Most strikingly, the Devil is looking up toward the figure of God in the sky with an expression of horrified amazement. I have made an unthinkable mistake, he seems to be saying; God’s power is real; I am ruined forever. It is an arresting, compelling face, this face of suffering Lucifer, a strange echo of the suffering Christ of the Altarpiece’s most famous panel, and, in wider terms, a premonition of the protagonist of Victor Hugo’s great poem “Satan” three centuries later. The astonishment of the Devil derives not from his stupidity--he is after all an angel, the most brilliant of God’s creatures--but rather from his willful refusal to accept the truth. A moment after his creation, he refused to accept his dependence upon God the Father; and later, when he met Christ to tempt him in the wilderness, he refused to accept that this was the Son of God.

The author confirms her argument by following a number of other clues in what amounts to brilliant detective work.
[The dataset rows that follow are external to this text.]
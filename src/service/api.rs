//! Authenticated API-call envelopes and the one-time login.

use crate::channels;
use crate::core::codec;
use crate::core::errors::GateWsError;
use crate::core::signer;
use crate::core::types::{ApiPayload, FramePayload, WsEvent, WsFrame};
use crate::service::{transport, ServiceInner};
use chrono::Utc;
use serde_json::{Map, Value};
use std::sync::Arc;
use tracing::debug;

/// Per-call knobs for [`api_request_with_options`](crate::WsService::api_request_with_options).
#[derive(Debug, Clone, Default)]
pub struct ApiOptions {
    /// Value for the `X-Gate-Channel-Id` request header.
    pub channel_id: Option<String>,
    /// Overrides the generated request id echoed back in the response.
    pub req_id: Option<String>,
}

impl ServiceInner {
    /// Send an authenticated API call. Logs in first if this instance has
    /// not yet done so; the response arrives asynchronously on `channel`.
    pub(crate) async fn api_call(
        self: &Arc<Self>,
        channel: &str,
        req_param: Value,
        options: ApiOptions,
    ) -> Result<(), GateWsError> {
        if !self.has_credentials() {
            return Err(GateWsError::AuthRequired);
        }
        self.login_once
            .get_or_try_init(|| async {
                let login_channel = self.conf.read().app.login_channel();
                debug!(channel = login_channel, "logging in");
                // the login frame carries its own identity, never the
                // triggering call's req_id or channel-id header
                self.send_api_frame(login_channel, Value::Object(Map::new()), &ApiOptions::default())
                    .await
            })
            .await?;
        self.send_api_frame(channel, req_param, &options).await
    }

    /// Build, sign and send one API envelope.
    ///
    /// The same unix timestamp goes into the signature, the payload's
    /// `timestamp` field and the outer frame's `time`, and the signature
    /// covers exactly the `req_param` JSON embedded in the frame.
    async fn send_api_frame(
        self: &Arc<Self>,
        channel: &str,
        req_param: Value,
        options: &ApiOptions,
    ) -> Result<(), GateWsError> {
        self.registry.ensure_channel(channel, &self.cancel);

        let (key, secret) = self.credentials();
        let time = Utc::now().timestamp();
        let param_json = serde_json::to_string(&req_param)?;
        let signature = signer::sign_api(&secret, channel, &param_json, time)?;

        let mut req_header = Map::new();
        req_header.insert(
            channels::CHANNEL_ID_HEADER.to_string(),
            Value::String(options.channel_id.clone().unwrap_or_default()),
        );

        let payload = ApiPayload {
            api_key: key,
            signature,
            timestamp: time.to_string(),
            req_id: options.req_id.clone().unwrap_or_else(default_req_id),
            req_header: Value::Object(req_header),
            req_param,
        };
        let frame = WsFrame {
            time,
            id: None,
            channel: channel.to_string(),
            event: WsEvent::Api,
            auth: None,
            payload: FramePayload::Api(Box::new(payload)),
        };
        transport::send_message(&self.sink, codec::encode_frame(&frame)?).await?;
        self.start_reader();
        Ok(())
    }
}

fn default_req_id() -> String {
    format!(
        "{}-{:08x}",
        Utc::now().timestamp_millis(),
        rand::random::<u32>()
    )
}
use serde::{Deserialize, Serialize};

/// Ticker snapshot pushed on `spot.tickers`.
#[derive(Debug, Clone, Default, Deserialize)]
#[serde(default)]
pub struct SpotTicker {
    pub currency_pair: String,
    pub last: String,
    pub lowest_ask: String,
    pub highest_bid: String,
    pub change_percentage: String,
    pub base_volume: String,
    pub quote_volume: String,
    pub high_24h: String,
    pub low_24h: String,
}

/// Public trade pushed on `spot.trades`.
#[derive(Debug, Clone, Default, Deserialize)]
#[serde(default)]
pub struct SpotTrade {
    pub id: u64,
    pub create_time: i64,
    pub create_time_ms: String,
    pub side: String,
    pub currency_pair: String,
    pub amount: String,
    pub price: String,
}

/// Candlestick update pushed on `spot.candlesticks`.
///
/// `name` carries the interval and pair, e.g. `1m_BTC_USDT`.
#[derive(Debug, Clone, Default, Deserialize)]
#[serde(default)]
pub struct SpotCandlestick {
    #[serde(rename = "t")]
    pub time: String,
    #[serde(rename = "v")]
    pub volume: String,
    #[serde(rename = "c")]
    pub close: String,
    #[serde(rename = "h")]
    pub high: String,
    #[serde(rename = "l")]
    pub low: String,
    #[serde(rename = "o")]
    pub open: String,
    #[serde(rename = "n")]
    pub name: String,
    #[serde(rename = "a")]
    pub amount: String,
    #[serde(rename = "w")]
    pub window_close: bool,
}

/// Best bid/ask pushed on `spot.book_ticker`.
#[derive(Debug, Clone, Default, Deserialize)]
#[serde(default)]
pub struct SpotBookTicker {
    #[serde(rename = "t")]
    pub time_ms: i64,
    #[serde(rename = "u")]
    pub last_id: i64,
    #[serde(rename = "s")]
    pub currency_pair: String,
    #[serde(rename = "b")]
    pub bid: String,
    #[serde(rename = "B")]
    pub bid_size: String,
    #[serde(rename = "a")]
    pub ask: String,
    #[serde(rename = "A")]
    pub ask_size: String,
}

/// Incremental depth diff pushed on `spot.order_book_update`.
#[derive(Debug, Clone, Default, Deserialize)]
#[serde(default)]
pub struct SpotOrderBookUpdate {
    #[serde(rename = "t")]
    pub time_ms: i64,
    #[serde(rename = "e")]
    pub event: String,
    #[serde(rename = "E")]
    pub time: i64,
    #[serde(rename = "s")]
    pub currency_pair: String,
    #[serde(rename = "U")]
    pub first_id: i64,
    #[serde(rename = "u")]
    pub last_id: i64,
    #[serde(rename = "b")]
    pub bids: Vec<[String; 2]>,
    #[serde(rename = "a")]
    pub asks: Vec<[String; 2]>,
}

/// Limited-depth snapshot pushed on `spot.order_book`.
#[derive(Debug, Clone, Default, Deserialize)]
#[serde(default)]
pub struct SpotOrderBook {
    #[serde(rename = "t")]
    pub time_ms: i64,
    #[serde(rename = "lastUpdateId")]
    pub last_update_id: i64,
    #[serde(rename = "s")]
    pub currency_pair: String,
    pub bids: Vec<[String; 2]>,
    pub asks: Vec<[String; 2]>,
}

/// Spot account balance change pushed on `spot.balances`.
#[derive(Debug, Clone, Default, Deserialize)]
#[serde(default)]
pub struct SpotBalance {
    pub timestamp: String,
    pub timestamp_ms: String,
    pub user: String,
    pub currency: String,
    pub change: String,
    pub total: String,
    pub available: String,
    pub freeze: String,
    pub freeze_change: String,
    pub change_type: String,
}

/// Margin account balance change pushed on `spot.margin_balances`.
#[derive(Debug, Clone, Default, Deserialize)]
#[serde(default)]
pub struct SpotMarginBalance {
    pub timestamp: String,
    pub timestamp_ms: String,
    pub user: String,
    pub currency_pair: String,
    pub currency: String,
    pub change: String,
    pub available: String,
    pub freeze: String,
    pub borrowed: String,
    pub interest: String,
}

/// Funding account balance change pushed on `spot.funding_balances`.
#[derive(Debug, Clone, Default, Deserialize)]
#[serde(default)]
pub struct SpotFundingBalance {
    pub timestamp: String,
    pub timestamp_ms: String,
    pub user: String,
    pub currency: String,
    pub change: String,
    pub freeze: String,
    pub lent: String,
}

/// Private fill pushed on `spot.usertrades`.
#[derive(Debug, Clone, Default, Deserialize)]
#[serde(default)]
pub struct SpotUserTrade {
    pub id: u64,
    pub user_id: u64,
    pub order_id: String,
    pub currency_pair: String,
    pub create_time: i64,
    pub create_time_ms: String,
    pub side: String,
    pub amount: String,
    pub role: String, // taker or maker
    pub price: String,
    pub fee: String,
    pub fee_currency: String,
    pub point_fee: String,
    pub gt_fee: String,
    pub text: String,
    pub amend_text: String,
    pub biz_info: String,
}

/// Order change pushed on `spot.orders`.
#[derive(Debug, Clone, Default, Deserialize)]
#[serde(default)]
pub struct SpotOrderUpdate {
    pub id: String,
    pub user: i64,
    pub event: String, // put, update or finish
    pub text: String,
    pub create_time: String,
    pub create_time_ms: String,
    pub update_time: String,
    pub update_time_ms: String,
    pub currency_pair: String,
    #[serde(rename = "type")]
    pub order_type: String,
    pub account: String,
    pub side: String,
    pub amount: String,
    pub price: String,
    pub time_in_force: String,
    pub iceberg: String,
    pub auto_borrow: bool,
    pub left: String,
    pub fill_price: String,
    pub filled_total: String,
    pub avg_deal_price: String,
    pub fee: String,
    pub fee_currency: String,
    pub point_fee: String,
    pub gt_fee: String,
    pub gt_discount: bool,
    pub rebated_fee: String,
    pub rebated_fee_currency: String,
    pub stp_id: i64,
    pub stp_act: String,
    pub finish_as: String,
    pub biz_info: String,
    pub amend_text: String,
}

/// Parameters for `spot.order_place`.
#[derive(Debug, Clone, Default, Serialize)]
pub struct SpotOrderRequest {
    pub currency_pair: String,
    pub side: String, // buy or sell
    pub amount: String,
    #[serde(skip_serializing_if = "Option::is_none")]
    pub price: Option<String>,
    #[serde(rename = "type", skip_serializing_if = "Option::is_none")]
    pub order_type: Option<String>, // limit or market
    #[serde(skip_serializing_if = "Option::is_none")]
    pub account: Option<String>, // spot, margin, cross_margin or unified
    #[serde(skip_serializing_if = "Option::is_none")]
    pub time_in_force: Option<String>, // gtc, ioc, poc or fok
    #[serde(skip_serializing_if = "Option::is_none")]
    pub iceberg: Option<String>,
    #[serde(skip_serializing_if = "Option::is_none")]
    pub auto_borrow: Option<bool>,
    #[serde(skip_serializing_if = "Option::is_none")]
    pub auto_repay: Option<bool>,
    #[serde(skip_serializing_if = "Option::is_none")]
    pub text: Option<String>, // client id, `t-` prefixed
    #[serde(skip_serializing_if = "Option::is_none")]
    pub stp_act: Option<String>,
    #[serde(skip_serializing_if = "Option::is_none")]
    pub action_mode: Option<String>, // ACK, RESULT or FULL
}

/// Parameters for `spot.order_amend`.
///
/// At least one of `amount` and `price` must be set.
#[derive(Debug, Clone, Default, Serialize)]
pub struct SpotAmendOrderRequest {
    pub order_id: String,
    pub currency_pair: String,
    #[serde(skip_serializing_if = "Option::is_none")]
    pub amount: Option<String>,
    #[serde(skip_serializing_if = "Option::is_none")]
    pub price: Option<String>,
    #[serde(skip_serializing_if = "Option::is_none")]
    pub amend_text: Option<String>,
    #[serde(skip_serializing_if = "Option::is_none")]
    pub account: Option<String>,
}

/// Parameters for `spot.order_cancel`.
#[derive(Debug, Clone, Default, Serialize)]
pub struct SpotCancelOrderRequest {
    pub order_id: String,
    pub currency_pair: String,
    #[serde(skip_serializing_if = "Option::is_none")]
    pub account: Option<String>,
}

/// Parameters for `spot.order_cancel_cp`, cancelling all open orders
/// that match the pair and side.
#[derive(Debug, Clone, Default, Serialize)]
pub struct SpotCancelCpOrderRequest {
    pub currency_pair: String,
    #[serde(skip_serializing_if = "Option::is_none")]
    pub side: Option<String>,
    #[serde(skip_serializing_if = "Option::is_none")]
    pub account: Option<String>,
}

/// Parameters for `spot.order_status`.
#[derive(Debug, Clone, Default, Serialize)]
pub struct SpotStatusOrderRequest {
    pub order_id: String,
    pub currency_pair: String,
    #[serde(skip_serializing_if = "Option::is_none")]
    pub account: Option<String>,
}

/// Order detail returned by the spot order operations.
///
/// `succeeded` reflects the acknowledgement status of write operations.
#[derive(Debug, Clone, Default, Deserialize)]
#[serde(default)]
pub struct SpotOrder {
    pub id: String,
    pub text: String,
    pub amend_text: String,
    pub create_time: String,
    pub update_time: String,
    pub create_time_ms: i64,
    pub update_time_ms: i64,
    pub status: String, // open, closed or cancelled
    pub currency_pair: String,
    #[serde(rename = "type")]
    pub order_type: String,
    pub account: String,
    pub side: String,
    pub amount: String,
    pub price: String,
    pub time_in_force: String,
    pub iceberg: String,
    pub auto_borrow: bool,
    pub auto_repay: bool,
    pub left: String,
    pub fill_price: String,
    pub filled_total: String,
    pub avg_deal_price: String,
    pub fee: String,
    pub fee_currency: String,
    pub point_fee: String,
    pub gt_fee: String,
    pub gt_maker_fee: String,
    pub gt_taker_fee: String,
    pub gt_discount: bool,
    pub rebated_fee: String,
    pub rebated_fee_currency: String,
    pub stp_id: i32,
    pub stp_act: String,
    pub finish_as: String,
    pub fee_discount: String,
    pub succeeded: bool,
}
Atop his head, Lucifer wears a strange crest that on examination proves to be a peacock’s plumes. Mellinkoff shows that Grunewald would have perceived the peacock as a symbol of sinful pride and that other contemporary artists sometimes set a peacock’s crest upon the head of the serpent of the Garden of Eden. She links Lucifer with the fall of humankind in the same panel, taking the dark fig tree in the center of the panel as the fatal tree of Eden.

She identifies a number of strange little figures in the panel as demons, one of them, near Lucifer himself, having a peculiarly repellent face. She argues that the chamber pot bearing pseudo-Hebrew characters is linked with sin and Satan as part of the contemporary custom of demonizing the Jews who denied Christ.

Mellinkoff’s interpretation is art history at its best; she understands that it is impossible to interpret a painting satisfactorily without understanding the mentality of the painter. As others have shown for Bosch, Mellinkoff shows for Grunewald that his work is not as peculiar as it at first appears but rather is rooted in traditional Christian theology. We now understand the altarpiece better than ever, and we also have a more poignant sense of the sorrow of Satan, elected, like Judas, to play a painful part in the drama of salvation.